- _Records to use_:
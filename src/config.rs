//! Configuration loading.
//!
//! Configuration is loaded from TOML files with the following resolution order:
//! 1. `--config <path>` (CLI flag, must exist)
//! 2. `~/.whatflower/config.toml` (user)
//! 3. `/etc/whatflower/config.toml` (system)
//!
//! When none of these exist the built-in defaults are used: the English
//! Wikipedia endpoint and no local classifier.

use serde::Deserialize;
use std::fs;
use std::path::{Path, PathBuf};

use crate::model::{Device, Normalization};
use crate::providers::wikipedia::DEFAULT_BASE_URL;
use crate::{Result, WhatFlowerError};

/// Top-level configuration.
#[derive(Debug, Clone, Default, Deserialize)]
pub struct Config {
    /// Local image classifier. Required for `identify`.
    #[serde(default)]
    pub classifier: Option<ClassifierConfig>,
    #[serde(default)]
    pub encyclopedia: EncyclopediaConfig,
}

/// Local ONNX image classifier configuration.
#[derive(Debug, Clone, Deserialize)]
pub struct ClassifierConfig {
    /// Path to the ONNX model file.
    pub model_path: PathBuf,
    /// Path to the labels file, one label per line in logit order.
    pub labels_path: PathBuf,
    /// Square input edge in pixels (default: 224).
    #[serde(default = "default_input_size")]
    pub input_size: u32,
    /// Name of the model's image input tensor (default: "input").
    #[serde(default = "default_input_name")]
    pub input_name: String,
    /// Per-channel normalization mean (default: ImageNet).
    #[serde(default = "default_mean")]
    pub mean: [f32; 3],
    /// Per-channel normalization standard deviation (default: ImageNet).
    #[serde(default = "default_std")]
    pub std: [f32; 3],
    /// Device to use: "cpu", "cuda" or "cuda:<id>" (default: "cpu").
    #[serde(default = "default_device")]
    pub device: String,
    /// Number of classifications to keep (default: 5).
    #[serde(default = "default_top_k")]
    pub top_k: usize,
}

impl ClassifierConfig {
    /// Config for a model and labels file with every other field defaulted.
    pub fn new(model_path: impl Into<PathBuf>, labels_path: impl Into<PathBuf>) -> Self {
        Self {
            model_path: model_path.into(),
            labels_path: labels_path.into(),
            input_size: default_input_size(),
            input_name: default_input_name(),
            mean: default_mean(),
            std: default_std(),
            device: default_device(),
            top_k: default_top_k(),
        }
    }

    /// Parse the configured device string.
    pub fn device(&self) -> Result<Device> {
        self.device.parse()
    }

    pub fn normalization(&self) -> Normalization {
        Normalization {
            mean: self.mean,
            std: self.std,
        }
    }
}

fn default_input_size() -> u32 {
    224
}

fn default_input_name() -> String {
    "input".to_string()
}

fn default_mean() -> [f32; 3] {
    Normalization::default().mean
}

fn default_std() -> [f32; 3] {
    Normalization::default().std
}

fn default_device() -> String {
    "cpu".to_string()
}

fn default_top_k() -> usize {
    5
}

/// Encyclopedia (Wikipedia API) configuration.
#[derive(Debug, Clone, Deserialize)]
pub struct EncyclopediaConfig {
    /// API endpoint (default: English Wikipedia).
    #[serde(default = "default_base_url")]
    pub base_url: String,
    /// Request timeout in seconds (default: 10).
    #[serde(default = "default_timeout")]
    pub timeout_secs: u64,
    /// Requested thumbnail edge in pixels (default: 500).
    #[serde(default = "default_thumbnail_size")]
    pub thumbnail_size: u32,
    /// `User-Agent` header (default: `whatflower/<version>`).
    #[serde(default)]
    pub user_agent: Option<String>,
}

impl Default for EncyclopediaConfig {
    fn default() -> Self {
        Self {
            base_url: default_base_url(),
            timeout_secs: default_timeout(),
            thumbnail_size: default_thumbnail_size(),
            user_agent: None,
        }
    }
}

impl EncyclopediaConfig {
    /// Configured user agent, falling back to the crate's own.
    pub fn user_agent(&self) -> String {
        self.user_agent
            .clone()
            .unwrap_or_else(crate::version::default_user_agent)
    }
}

fn default_base_url() -> String {
    DEFAULT_BASE_URL.to_string()
}

fn default_timeout() -> u64 {
    10
}

fn default_thumbnail_size() -> u32 {
    500
}

impl Config {
    /// Load configuration from the standard locations.
    ///
    /// Resolution order:
    /// 1. Explicit path (if provided; a missing file is an error)
    /// 2. `~/.whatflower/config.toml`
    /// 3. `/etc/whatflower/config.toml`
    /// 4. Built-in defaults
    pub fn load(explicit_path: Option<&Path>) -> Result<Self> {
        match Self::resolve_config_path(explicit_path)? {
            Some(path) => Self::load_from_file(&path),
            None => Ok(Self::default()),
        }
    }

    /// Load configuration from a specific file.
    pub fn load_from_file(path: &Path) -> Result<Self> {
        let content = fs::read_to_string(path).map_err(|e| {
            WhatFlowerError::Configuration(format!("Failed to read config file {path:?}: {e}"))
        })?;
        toml::from_str(&content).map_err(|e| {
            WhatFlowerError::Configuration(format!("Failed to parse config file {path:?}: {e}"))
        })
    }

    /// Resolve the config file path, if any.
    fn resolve_config_path(explicit: Option<&Path>) -> Result<Option<PathBuf>> {
        if let Some(path) = explicit {
            if path.exists() {
                return Ok(Some(path.to_path_buf()));
            }
            return Err(WhatFlowerError::Configuration(format!(
                "Config file not found: {path:?}"
            )));
        }

        // User config
        if let Some(home) = dirs::home_dir() {
            let user_config = home.join(".whatflower").join("config.toml");
            if user_config.exists() {
                return Ok(Some(user_config));
            }
        }

        // System config
        let system_config = PathBuf::from("/etc/whatflower/config.toml");
        if system_config.exists() {
            return Ok(Some(system_config));
        }

        Ok(None)
    }
}
//! Class label tables for image models.

use std::path::Path;

use crate::{Result, WhatFlowerError};

/// Class labels in logit order.
#[derive(Debug, Clone, PartialEq, Eq)]
pub struct Labels {
    names: Vec<String>,
}

impl Labels {
    /// Load a newline-separated labels file. Blank lines are skipped.
    pub fn load(path: &Path) -> Result<Self> {
        let content = std::fs::read_to_string(path).map_err(|e| {
            WhatFlowerError::Model(format!("Failed to read labels file {path:?}: {e}"))
        })?;
        let labels = Self::parse(&content);
        if labels.is_empty() {
            return Err(WhatFlowerError::Model(format!(
                "Labels file {path:?} contains no labels"
            )));
        }
        Ok(labels)
    }

    /// Parse labels from text, one per line.
    pub fn parse(content: &str) -> Self {
        Self {
            names: content
                .lines()
                .map(str::trim)
                .filter(|line| !line.is_empty())
                .map(str::to_string)
                .collect(),
        }
    }

    pub fn get(&self, index: usize) -> Option<&str> {
        self.names.get(index).map(String::as_str)
    }

    pub fn len(&self) -> usize {
        self.names.len()
    }

    pub fn is_empty(&self) -> bool {
        self.names.is_empty()
    }

    pub fn iter(&self) -> impl Iterator<Item = &str> {
        self.names.iter().map(String::as_str)
    }
}

impl<S: Into<String>> FromIterator<S> for Labels {
    fn from_iter<I: IntoIterator<Item = S>>(iter: I) -> Self {
        Self {
            names: iter.into_iter().map(Into::into).collect(),
        }
    }
}
//! Topic normalization for encyclopedia lookups.

/// Title-case every whitespace-separated word: first character upper case,
/// the rest lower case. Runs of whitespace collapse to a single space.
///
/// Classifier labels are usually lower case (`"bird of paradise"`) while page
/// titles are capitalized (`"Bird Of Paradise"` redirects to the real page).
pub fn normalize_topic(topic: &str) -> String {
    topic
        .split_whitespace()
        .map(capitalize_word)
        .collect::<Vec<_>>()
        .join(" ")
}

fn capitalize_word(word: &str) -> String {
    let mut chars = word.chars();
    match chars.next() {
        Some(first) => first
            .to_uppercase()
            .chain(chars.flat_map(char::to_lowercase))
            .collect(),
        None => String::new(),
    }
}

#[cfg(test)]
mod tests {
    use super::*;

    #[test]
    fn capitalizes_single_word() {
        assert_eq!(normalize_topic("daisy"), "Daisy");
    }

    #[test]
    fn capitalizes_each_word() {
        assert_eq!(normalize_topic("bird of paradise"), "Bird Of Paradise");
    }

    #[test]
    fn lowercases_the_tail() {
        assert_eq!(normalize_topic("SUNFLOWER"), "Sunflower");
    }

    #[test]
    fn trims_and_collapses_whitespace() {
        assert_eq!(normalize_topic("  giant   white arum lily "), "Giant White Arum Lily");
    }

    #[test]
    fn handles_non_ascii() {
        assert_eq!(normalize_topic("édelweiss"), "Édelweiss");
    }

    #[test]
    fn empty_stays_empty() {
        assert_eq!(normalize_topic("   "), "");
    }
}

- _What is needed_: Find and copy every line in the entries above where the string "format" occurs.

- _Your solution_:
            WhatFlowerError::Configuration(format!("Failed to read config file {path:?}: {e}"))
            WhatFlowerError::Configuration(format!("Failed to parse config file {path:?}: {e}"))
            return Err(WhatFlowerError::Configuration(format!(
            WhatFlowerError::Model(format!("Failed to read labels file {path:?}: {e}"))
            return Err(WhatFlowerError::Model(format!(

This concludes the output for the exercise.